YOUR OBJECTIVE> Print all the data, keeping every line exactly as it is.

[Stored records]
- - -
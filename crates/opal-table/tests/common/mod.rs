//! Scripted connection double for lifecycle tests.

use std::collections::VecDeque;
use std::sync::{Arc, Mutex};

use opal_query::{Connection, ConnectionLocator, ExecResult, Record, Result, SqlValue};

/// Replays queued fetch results and affected-row counts, recording
/// every statement it executes.
pub struct ScriptedConnection {
    driver: String,
    fetches: Mutex<VecDeque<Vec<Record>>>,
    row_counts: Mutex<VecDeque<u64>>,
    last_insert_id: Mutex<Option<SqlValue>>,
    statements: Mutex<Vec<(String, Record)>>,
}

impl ScriptedConnection {
    pub fn new(driver: &str) -> Arc<Self> {
        Arc::new(Self {
            driver: String::from(driver),
            fetches: Mutex::new(VecDeque::new()),
            row_counts: Mutex::new(VecDeque::new()),
            last_insert_id: Mutex::new(None),
            statements: Mutex::new(Vec::new()),
        })
    }

    pub fn locator(self: &Arc<Self>) -> ConnectionLocator {
        ConnectionLocator::single(Arc::clone(self) as Arc<dyn Connection>)
    }

    pub fn queue_rows(&self, rows: Vec<Record>) {
        self.fetches.lock().unwrap().push_back(rows);
    }

    pub fn queue_row_count(&self, n: u64) {
        self.row_counts.lock().unwrap().push_back(n);
    }

    pub fn set_last_insert_id(&self, value: SqlValue) {
        *self.last_insert_id.lock().unwrap() = Some(value);
    }

    pub fn last_statement(&self) -> String {
        self.statements
            .lock()
            .unwrap()
            .last()
            .map(|(sql, _)| sql.clone())
            .unwrap_or_default()
    }

    pub fn last_params(&self) -> Record {
        self.statements
            .lock()
            .unwrap()
            .last()
            .map(|(_, params)| params.clone())
            .unwrap_or_default()
    }

    fn record(&self, statement: &str, params: &Record) {
        self.statements
            .lock()
            .unwrap()
            .push((String::from(statement), params.clone()));
    }

    fn next_fetch(&self) -> Vec<Record> {
        self.fetches.lock().unwrap().pop_front().unwrap_or_default()
    }
}

impl Connection for ScriptedConnection {
    fn driver_name(&self) -> &str {
        &self.driver
    }

    fn fetch_all(&self, statement: &str, params: &Record) -> Result<Vec<Record>> {
        self.record(statement, params);
        Ok(self.next_fetch())
    }

    fn fetch_one(&self, statement: &str, params: &Record) -> Result<Option<Record>> {
        self.record(statement, params);
        Ok(self.next_fetch().into_iter().next())
    }

    fn fetch_column(&self, statement: &str, params: &Record) -> Result<Vec<SqlValue>> {
        self.record(statement, params);
        Ok(self
            .next_fetch()
            .iter()
            .filter_map(|row| row.values().next().cloned())
            .collect())
    }

    fn fetch_value(&self, statement: &str, params: &Record) -> Result<Option<SqlValue>> {
        self.record(statement, params);
        Ok(self
            .next_fetch()
            .first()
            .and_then(|row| row.values().next().cloned()))
    }

    fn perform(&self, statement: &str, params: &Record) -> Result<ExecResult> {
        self.record(statement, params);
        let count = self.row_counts.lock().unwrap().pop_front().unwrap_or(0);
        Ok(ExecResult::new(count))
    }

    fn last_insert_id(&self, _sequence: Option<&str>) -> Result<Option<SqlValue>> {
        Ok(self.last_insert_id.lock().unwrap().clone())
    }
}

/// Builds a record from literal pairs.
pub fn record(pairs: &[(&str, SqlValue)]) -> Record {
    pairs
        .iter()
        .map(|(k, v)| (String::from(*k), v.clone()))
        .collect()
}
- - -
WORKED SOLUTION>
filename crates/opal-table/tests/common/mod.rs
//! Scripted connection double for lifecycle tests.

use std::collections::VecDeque;
use std::sync::{Arc, Mutex};

use opal_query::{Connection, ConnectionLocator, ExecResult, Record, Result, SqlValue};

/// Replays queued fetch results and affected-row counts, recording
/// every statement it executes.
pub struct ScriptedConnection {
    driver: String,
    fetches: Mutex<VecDeque<Vec<Record>>>,
    row_counts: Mutex<VecDeque<u64>>,
    last_insert_id: Mutex<Option<SqlValue>>,
    statements: Mutex<Vec<(String, Record)>>,
}

impl ScriptedConnection {
    pub fn new(driver: &str) -> Arc<Self> {
        Arc::new(Self {
            driver: String::from(driver),
            fetches: Mutex::new(VecDeque::new()),
            row_counts: Mutex::new(VecDeque::new()),
            last_insert_id: Mutex::new(None),
            statements: Mutex::new(Vec::new()),
        })
    }

    pub fn locator(self: &Arc<Self>) -> ConnectionLocator {
        ConnectionLocator::single(Arc::clone(self) as Arc<dyn Connection>)
    }

    pub fn queue_rows(&self, rows: Vec<Record>) {
        self.fetches.lock().unwrap().push_back(rows);
    }

    pub fn queue_row_count(&self, n: u64) {
        self.row_counts.lock().unwrap().push_back(n);
    }

    pub fn set_last_insert_id(&self, value: SqlValue) {
        *self.last_insert_id.lock().unwrap() = Some(value);
    }

    pub fn last_statement(&self) -> String {
        self.statements
            .lock()
            .unwrap()
            .last()
            .map(|(sql, _)| sql.clone())
            .unwrap_or_default()
    }

    pub fn last_params(&self) -> Record {
        self.statements
            .lock()
            .unwrap()
            .last()
            .map(|(_, params)| params.clone())
            .unwrap_or_default()
    }

    fn record(&self, statement: &str, params: &Record) {
        self.statements
            .lock()
            .unwrap()
            .push((String::from(statement), params.clone()));
    }

    fn next_fetch(&self) -> Vec<Record> {
        self.fetches.lock().unwrap().pop_front().unwrap_or_default()
    }
}

impl Connection for ScriptedConnection {
    fn driver_name(&self) -> &str {
        &self.driver
    }

    fn fetch_all(&self, statement: &str, params: &Record) -> Result<Vec<Record>> {
        self.record(statement, params);
        Ok(self.next_fetch())
    }

    fn fetch_one(&self, statement: &str, params: &Record) -> Result<Option<Record>> {
        self.record(statement, params);
        Ok(self.next_fetch().into_iter().next())
    }

    fn fetch_column(&self, statement: &str, params: &Record) -> Result<Vec<SqlValue>> {
        self.record(statement, params);
        Ok(self
            .next_fetch()
            .iter()
            .filter_map(|row| row.values().next().cloned())
            .collect())
    }

    fn fetch_value(&self, statement: &str, params: &Record) -> Result<Option<SqlValue>> {
        self.record(statement, params);
        Ok(self
            .next_fetch()
            .first()
            .and_then(|row| row.values().next().cloned()))
    }

    fn perform(&self, statement: &str, params: &Record) -> Result<ExecResult> {
        self.record(statement, params);
        let count = self.row_counts.lock().unwrap().pop_front().unwrap_or(0);
        Ok(ExecResult::new(count))
    }

    fn last_insert_id(&self, _sequence: Option<&str>) -> Result<Option<SqlValue>> {
        Ok(self.last_insert_id.lock().unwrap().clone())
    }
}

/// Builds a record from literal pairs.
pub fn record(pairs: &[(&str, SqlValue)]) -> Record {
    pairs
        .iter()
        .map(|(k, v)| (String::from(*k), v.clone()))
        .collect()
}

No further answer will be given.